La única respuesta que obtuvo fue un silencio ensordecedor y un
clima de desconfianza que flotaba en el aire, tan pesado como el
humo del tabaco que llegaba hasta el bajísimo techo del salón. Jack
sintió un escalofrío que parecía advertirle de algo.
Una posada normal habría estado llena de camareras, se habría oído
ruido de voces, las risas de los borrachos y las quejas sobre la
lluvia, la cosecha y la corona. Debería oler a carne asada, pan y
cerveza. Debería haberse percibido cierta hospitalidad porque, ¿qué
sentido tenía una posada en la que no querían viajeros?
Sin embargo, cuando Jack miró a su alrededor, solo vio ceños
fruncidos y miradas de desconfianza. La clientela estaba compuesta
por hombres huraños con la piel curtida como los pescadores y los
marineros, esa clase de hombres que parecían no tener un lugar en
la tierra. Todos ellos estaban inmóviles, a excepción de unos pocos
que estaban fumando en pipas de barro. Y todos ellos observaban los
movimientos de Jack sin hacer el menor ruido.
Por fin el hombre que había
detrás de la barra murmuró algo ininteligible para Jack.
El ambiente del salón se relajó de pronto y, como si hubieran
recibido una orden, todos los presentes volvieron a sus bebidas y a
sus juegos de cartas.
Estaba claro que era el tipo de taberna en el que uno debía estar
pendiente en todo momento del bolsillo y de su espalda. Aquellos
hombres no parecían haber acudido allí para disfrutar de un trago
junto a sus amigos; más bien daba la impresión de que estuvieran
tramando algo. Y Jack los había interrumpido.
Una parte de él se entusiasmó ante la idea de meterse en una pelea,
pero enseguida se recordó a sí mismo que había dejado atrás esas
costumbres y había vuelto de Portugal para llevar una vida
tranquila. Probablemente lo más sensato sería volver a montar su
caballo y marcharse de allí en lugar de pedir una
habitación.
Pero no tenía la menor idea de dónde se encontraba la siguiente
posada y no quería viajar más. Así pues, fingió relajarse, sin
dejar de sonreír en ningún momento. No era buena idea mostrarse
asustado ante un montón de perros salvajes. No obstante, se llevó
la mano al bolsillo para asegurarse de que su pistola seguía
allí.
En ese momento, salió de detrás de una puerta, una muchacha
estirándose el delantal. Llenó una jarra de cerveza que colocó ante
Jack.
–Soy Joy, señor.
–¿Qué? –respondió Jack, confundido. Dejó unas monedas encima de la
mesa para pagar y luego levantó la mirada hasta la camarera. Y se
quedó mudo.
¿Era la chica de la ventana? No podía ser. El caso era que tenía el
pelo del mismo color dorado, a juzgar por los mechones que asomaban
bajo la cofia que llevaba.
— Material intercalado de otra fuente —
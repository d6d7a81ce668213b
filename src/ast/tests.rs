use super::node::*;
use super::types::*;

#[test]
fn new_arena_has_empty_root_block() {
    let ast = Ast::new(Vec::new());
    let root_block = ast.node(ast.root).own_block().unwrap();
    assert!(ast.block(root_block).children.is_empty());
    assert_eq!(ast.block(root_block).parent_node, Some(ast.root));
}

#[test]
fn struct_value_slot_size_is_struct_size() {
    let mut structs = StructTable::default();
    structs.insert(StructDef {
        name: "P".into(),
        complete: true,
        size: 2,
        fields: vec![],
    });
    let ty = Datatype::new(Base::Struct("P".into()), 0);
    assert_eq!(slot_size(&ty, &structs), 2);
}

#[test]
fn pointer_and_primitive_slot_size_is_one() {
    let structs = StructTable::default();
    let ptr = Datatype::new(Base::Int, 1);
    let prim = Datatype::new(Base::Float, 0);
    assert_eq!(slot_size(&ptr, &structs), 1);
    assert_eq!(slot_size(&prim, &structs), 1);
}

#[test]
fn identical_types_ignores_modifiers() {
    let mut a = Datatype::new(Base::Int, 0);
    a.modifiers.insert(Modifiers::CONST);
    let b = Datatype::new(Base::Int, 0);
    assert!(a.identical_to(&b));
}

#[test]
fn identical_types_requires_same_struct_name() {
    let a = Datatype::new(Base::Struct("A".into()), 0);
    let b = Datatype::new(Base::Struct("B".into()), 0);
    assert!(!a.identical_to(&b));
}

#[test]
fn identical_types_requires_same_ptr_level() {
    let a = Datatype::new(Base::Int, 1);
    let b = Datatype::new(Base::Int, 0);
    assert!(!a.identical_to(&b));
}
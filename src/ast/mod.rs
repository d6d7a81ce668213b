//! The Spyre abstract syntax tree.
//!
//! - [`node`] - the arena (`Ast`, `NodeId`, `BlockId`, `AstNode`, `Block`,
//!   `TokenRange`)
//! - [`types`] - `Datatype`, `Decl`, `StructDef`, `StructTable`

mod node;
mod types;

#[cfg(test)]
mod tests;

pub use node::{Ast, AstNode, Block, BlockId, FunctionInfo, IfKind, NodeId, TokenRange};
pub use types::{slot_size, Base, Datatype, Decl, Modifiers, StructDef, StructTable, SLOT_BYTES};

use std::collections::HashMap;

/// The parser's complete output (`parse(tokens) ->
/// ParseState { root_ast, struct_table }`), extended with the global
/// function registry the code generator's `FuncCall` resolution needs
/// (resolving the named function in the global function table).
pub struct Program {
    pub ast: Ast,
    pub structs: StructTable,
    /// Name → the `AstNode::Function` node defining it (func or cfunc).
    pub functions: HashMap<String, NodeId>,
}
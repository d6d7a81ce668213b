use super::Lexer;
use crate::token::TokenKind;

fn kinds(src: &str) -> Vec<TokenKind> {
    Lexer::new(src)
        .tokenize()
        .unwrap()
        .into_iter()
        .map(|t| t.kind)
        .collect()
}

#[test]
fn tokenizes_keywords() {
    assert_eq!(
        kinds("func cfunc struct if elif else while for do return switch case break continue"),
        vec![
            TokenKind::Func,
            TokenKind::Cfunc,
            TokenKind::Struct,
            TokenKind::If,
            TokenKind::Elif,
            TokenKind::Else,
            TokenKind::While,
            TokenKind::For,
            TokenKind::Do,
            TokenKind::Return,
            TokenKind::Switch,
            TokenKind::Case,
            TokenKind::Break,
            TokenKind::Continue,
            TokenKind::Eof,
        ]
    );
}

#[test]
fn tokenizes_modifiers_as_keywords_not_identifiers() {
    assert_eq!(
        kinds("const volatile unsigned signed static"),
        vec![
            TokenKind::Const,
            TokenKind::Volatile,
            TokenKind::Unsigned,
            TokenKind::Signed,
            TokenKind::Static,
            TokenKind::Eof,
        ]
    );
}

#[test]
fn tokenizes_identifier() {
    assert_eq!(
        kinds("_foo123"),
        vec![TokenKind::Identifier("_foo123".into()), TokenKind::Eof]
    );
}

#[test]
fn tokenizes_int_and_float_literals() {
    assert_eq!(
        kinds("42 3.5"),
        vec![
            TokenKind::IntLiteral(42),
            TokenKind::FloatLiteral(3.5),
            TokenKind::Eof
        ]
    );
}

#[test]
fn dot_after_int_is_field_access_not_decimal_when_not_followed_by_digit() {
    // `p.x` where a preceding identifier could be confused for a number;
    // here we confirm a bare `1.` (no trailing digit) is Int then Dot.
    assert_eq!(
        kinds("1.x"),
        vec![
            TokenKind::IntLiteral(1),
            TokenKind::Dot,
            TokenKind::Identifier("x".into()),
            TokenKind::Eof
        ]
    );
}

#[test]
fn tokenizes_string_literal_without_escapes() {
    assert_eq!(
        kinds(r#""hello\nworld""#),
        vec![
            TokenKind::StringLiteral("hello\\nworld".into()),
            TokenKind::Eof
        ]
    );
}

#[test]
fn unterminated_string_is_an_error() {
    let mut lexer = Lexer::new("\"abc");
    assert!(lexer.tokenize().is_err());
}

#[test]
fn longest_match_punctuation() {
    assert_eq!(
        kinds("... -> && || << >> == != >= <= > < = + - * / % | ^ & ! ( ) { } , : ; ."),
        vec![
            TokenKind::Ellipsis,
            TokenKind::Arrow,
            TokenKind::AndAnd,
            TokenKind::OrOr,
            TokenKind::Shl,
            TokenKind::Shr,
            TokenKind::EqEq,
            TokenKind::NotEq,
            TokenKind::Ge,
            TokenKind::Le,
            TokenKind::Gt,
            TokenKind::Lt,
            TokenKind::Assign,
            TokenKind::Plus,
            TokenKind::Minus,
            TokenKind::Star,
            TokenKind::Slash,
            TokenKind::Percent,
            TokenKind::Pipe,
            TokenKind::Caret,
            TokenKind::Amp,
            TokenKind::Bang,
            TokenKind::LParen,
            TokenKind::RParen,
            TokenKind::LBrace,
            TokenKind::RBrace,
            TokenKind::Comma,
            TokenKind::Colon,
            TokenKind::Semicolon,
            TokenKind::Dot,
            TokenKind::Eof,
        ]
    );
}

#[test]
fn tokenizes_compound_assign_operators() {
    assert_eq!(
        kinds("+= -= *= /= %="),
        vec![
            TokenKind::PlusEq,
            TokenKind::MinusEq,
            TokenKind::StarEq,
            TokenKind::SlashEq,
            TokenKind::PercentEq,
            TokenKind::Eof,
        ]
    );
}

#[test]
fn lines_increment_across_newlines() {
    let tokens = Lexer::new("a\nb\nc").tokenize().unwrap();
    assert_eq!(tokens[0].span.line, 1);
    assert_eq!(tokens[1].span.line, 2);
    assert_eq!(tokens[2].span.line, 3);
}

#[test]
fn unrecognized_character_is_an_error() {
    let mut lexer = Lexer::new("@");
    assert!(lexer.tokenize().is_err());
}

#[test]
fn empty_input_yields_only_eof() {
    assert_eq!(kinds(""), vec![TokenKind::Eof]);
}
Pero la mujer que él había visto desde
el patio era una dama con un elegante vestido color lavanda,
mientras que aquella era una humilde camarera, ataviada con un
sencillo vestido marrón. No había nada excepcional en
ella.
Quizá en otra vida había sido la dama de la ventana.
–Es mi nombre –le dijo en voz baja, sin mirarlo a los ojos mientras
agarraba las monedas y se las metía en el bolsillo del delantal–.
No me llamo Polly, ni Maggie. Me llamo Joy.